For all the things that can be fixed in post at considerable time and money, it is still BEST to get it right in camera in the first place. Saying MFIP is a punt. Sometimes a wise punt balancing all the other factors, but still a punt, because you couldn't do it right on set in the first place. That's a mistake of either mishaps, lack of preparation, lack of skill, lack of proper time budgeting, whatever. But saying you'll fix it in post is admitting you couldn't get it right in the first place. BAD.

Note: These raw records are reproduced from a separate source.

//! PlayerAgent: the timer task that drives one player's proposals.
//!
//! Each player runs as a single lightweight tokio task. The task keeps at
//! most one timer armed and at most one request outstanding:
//!
//! - after any verdict it arms the move timer, and when that fires it picks a
//!   direction and submits exactly one move;
//! - after a suspending eviction it arms the one-shot reinstatement timer,
//!   and when that fires it asks to return to play;
//! - `Cleanup`, a permanent eviction, or a closed channel ends the task.

use std::time::Duration;

use rand::SeedableRng;
use rand_chacha::ChaCha8Rng;
use tokio::sync::mpsc;
use tokio::task::JoinHandle;
use tokio::time::{sleep_until, Instant};
use tracing::{debug, trace};

use crate::config::SimulationConfig;
use crate::coordinator::CoordinatorHandle;
use crate::error::{KernelError, Result};
use crate::grid::Position;
use crate::messages::Notice;
use crate::player::{choose_direction, PlayerId};

/// Timing and sampling parameters shared by every agent in a run.
#[derive(Debug, Clone, Copy)]
pub struct AgentTiming {
    pub move_delay: Duration,
    pub reinstatement_delay: Duration,
    pub grid_size: usize,
    pub max_direction_attempts: u32,
}

impl From<&SimulationConfig> for AgentTiming {
    fn from(config: &SimulationConfig) -> Self {
        Self {
            move_delay: config.move_delay(),
            reinstatement_delay: config.reinstatement_delay(),
            grid_size: config.grid_size,
            max_direction_attempts: config.max_direction_attempts,
        }
    }
}

/// What an armed timer does when it fires.
#[derive(Debug, Clone, Copy, PartialEq, Eq)]
enum Timer {
    Move(Position),
    ReturnToPlay,
}

pub struct PlayerAgent {
    id: PlayerId,
    notices: mpsc::UnboundedReceiver<Notice>,
    coordinator: CoordinatorHandle,
    timing: AgentTiming,
    rng: ChaCha8Rng,
}

impl PlayerAgent {
    pub fn new(
        id: PlayerId,
        notices: mpsc::UnboundedReceiver<Notice>,
        coordinator: CoordinatorHandle,
        timing: AgentTiming,
        seed: u64,
    ) -> Self {
        Self {
            id,
            notices,
            coordinator,
            timing,
            rng: ChaCha8Rng::seed_from_u64(seed),
        }
    }

    /// Spawn the agent on the current tokio runtime.
    pub fn spawn(self) -> JoinHandle<Result<()>> {
        tokio::spawn(self.run())
    }

    /// Run until the coordinator tells the player to stop.
    pub async fn run(mut self) -> Result<()> {
        let mut armed: Option<(Instant, Timer)> = None;

        loop {
            let notice = match armed {
                None => self.notices.recv().await,
                Some((deadline, timer)) => {
                    tokio::select! {
                        biased;
                        notice = self.notices.recv() => notice,
                        () = sleep_until(deadline) => {
                            armed = None;
                            if !self.fire(timer).await? {
                                break;
                            }
                            continue;
                        }
                    }
                }
            };

            let Some(notice) = notice else {
                trace!(player = %self.id, "Notice channel closed");
                break;
            };

            match notice {
                Notice::Ready { at }
                | Notice::MoveAccepted { at }
                | Notice::MoveRejected { at, .. }
                | Notice::Reinstated { at } => {
                    armed = Some((Instant::now() + self.timing.move_delay, Timer::Move(at)));
                }
                Notice::Evicted { permanent: false } => {
                    debug!(player = %self.id, "Waiting to request reinstatement");
                    armed = Some((
                        Instant::now() + self.timing.reinstatement_delay,
                        Timer::ReturnToPlay,
                    ));
                }
                Notice::Evicted { permanent: true } | Notice::Cleanup => {
                    debug!(player = %self.id, ?notice, "Stopping timers");
                    break;
                }
            }
        }
        Ok(())
    }

    /// Returns false when the coordinator is gone and the task should end.
    async fn fire(&mut self, timer: Timer) -> Result<bool> {
        let submitted = match timer {
            Timer::Move(at) => {
                let direction = choose_direction(
                    &mut self.rng,
                    at,
                    self.timing.grid_size,
                    self.timing.max_direction_attempts,
                )?;
                trace!(player = %self.id, cell = %at, direction = %direction, "Move timer fired");
                self.coordinator.submit_move(self.id, direction).await
            }
            Timer::ReturnToPlay => {
                trace!(player = %self.id, "Reinstatement timer fired");
                self.coordinator.request_return_to_play(self.id).await
            }
        };

        match submitted {
            Ok(()) => Ok(true),
            Err(KernelError::QueueClosed) => {
                debug!(player = %self.id, "Coordinator has shut down");
                Ok(false)
            }
            Err(err) => Err(err),
        }
    }
}
//! Bootstrap wiring: build the coordinator, register players, start timers.
//!
//! ## Usage
//!
//! ```ignore
//! use playarea_kernel::{SimulationBuilder, SimulationConfig};
//!
//! let simulation = SimulationBuilder::new(SimulationConfig::default())
//!     .add_players((0..10).map(|i| format!("Jhon{i}")))
//!     .spawn()?;
//!
//! let outcome = simulation.wait().await?;
//! println!("{} won!", outcome.winner.name);
//! ```

use tokio::task::{JoinHandle, JoinSet};
use tracing::{info, warn};

use crate::agent::{AgentTiming, PlayerAgent};
use crate::config::SimulationConfig;
use crate::coordinator::{Coordinator, SimulationOutcome};
use crate::error::{KernelError, Result};
use crate::referee::Referee;

/// Builder for a full simulation: one coordinator task plus one timer task
/// per player.
pub struct SimulationBuilder {
    config: SimulationConfig,
    names: Vec<String>,
}

impl SimulationBuilder {
    pub fn new(config: SimulationConfig) -> Self {
        Self {
            config,
            names: Vec::new(),
        }
    }

    pub fn add_player(mut self, name: impl Into<String>) -> Self {
        self.names.push(name.into());
        self
    }

    pub fn add_players<I, S>(mut self, names: I) -> Self
    where
        I: IntoIterator<Item = S>,
        S: Into<String>,
    {
        self.names.extend(names.into_iter().map(Into::into));
        self
    }

    /// Register every player, start their timers, signal `ready`, and start
    /// the processing loop. Must be called inside a tokio runtime.
    pub fn spawn(self) -> Result<Simulation> {
        self.config.validate()?;
        // A full grid rejects every move, so no foul could ever end the run.
        if self.names.len() >= self.config.cell_count() {
            return Err(KernelError::InvalidConfig(
                "players must leave at least one grid cell empty",
            ));
        }

        // One seed drives the coordinator and every agent, so seeded runs
        // replay the same draws for the same request order.
        let seed = self.config.seed.unwrap_or_else(rand::random);
        let config = SimulationConfig {
            seed: Some(seed),
            ..self.config
        };
        info!(
            seed,
            players = self.names.len(),
            grid_size = config.grid_size,
            "Starting simulation"
        );

        let timing = AgentTiming::from(&config);
        let (mut coordinator, handle) = Coordinator::new(config, Referee::new())?;

        let mut agents = JoinSet::new();
        for name in self.names {
            let (id, notices) = coordinator.register_player(name)?;
            let agent_seed = seed.wrapping_add(u64::from(id.0) + 1);
            let agent = PlayerAgent::new(id, notices, handle.clone(), timing, agent_seed);
            agents.spawn(agent.run());
        }
        drop(handle);

        coordinator.ready();
        info!("Activating playing area");
        let coordinator = tokio::spawn(coordinator.run());

        Ok(Simulation {
            coordinator,
            agents,
            seed,
        })
    }
}

/// A running simulation.
pub struct Simulation {
    coordinator: JoinHandle<Result<SimulationOutcome>>,
    agents: JoinSet<Result<()>>,
    seed: u64,
}

impl Simulation {
    pub fn seed(&self) -> u64 {
        self.seed
    }

    /// Wait for the winner, then for every player task to stop.
    pub async fn wait(mut self) -> Result<SimulationOutcome> {
        let outcome = self.coordinator.await??;

        while let Some(joined) = self.agents.join_next().await {
            match joined {
                Ok(Ok(())) => {}
                Ok(Err(err)) => warn!(error = %err, "Player task ended with an error"),
                Err(err) => warn!(error = %err, "Player task panicked or was cancelled"),
            }
        }
        Ok(outcome)
    }
}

This is a great point Christian brings up about the No Luv sound gets on set - a great way to consider it is WWCD? Huh - whazzat? It is short for What Would Camera (Department) Do. He brings up the example of muddy audio from background noise. If it were people walking around in the background adding visual noise (instead of people on or off camera making unwanted, uncontrollable noise) would the camera department say "Don't worry, its OK, we'll just roto out those folks in post?" Of course not. But directors/producers all the time do that kind of thing for audio.

Remember reading that audio is at least half of making a good looking picture? This discussion is the exact moment on set when you commit to making a compromised product.

Another good example I just thought of - going back to ADR/looping is the audio equivalent of the camera department saying "We couldn't get it right on location, don't worry, we'll shoot background plates and a greenscreen production later." Time, cost, effort, complexity, and in the end...it almost never looks as good as if it had been shot there in the first place, the performances suffer a cold, distance because the actors can't relate because they aren't in the same physical and emotional space as when it was originally done or should have been originally done....etc.

OK, done ranting...for now.

Go read the three above linked articles, and ponder what it takes to make good product.

-mike


UPDATE

I'd asked why not go into the camera on set, and Christian Dolan came back with good answers:

Mike,

Most of what I wrote in the list was proselytizing, with a dash of ranting. The majority of what I do is corporate, industrial and reality, which is single system all the time, so it obviously works, but for features, I really feel that people should go the extra mile, especially considering that it may not add that much to the budget overall.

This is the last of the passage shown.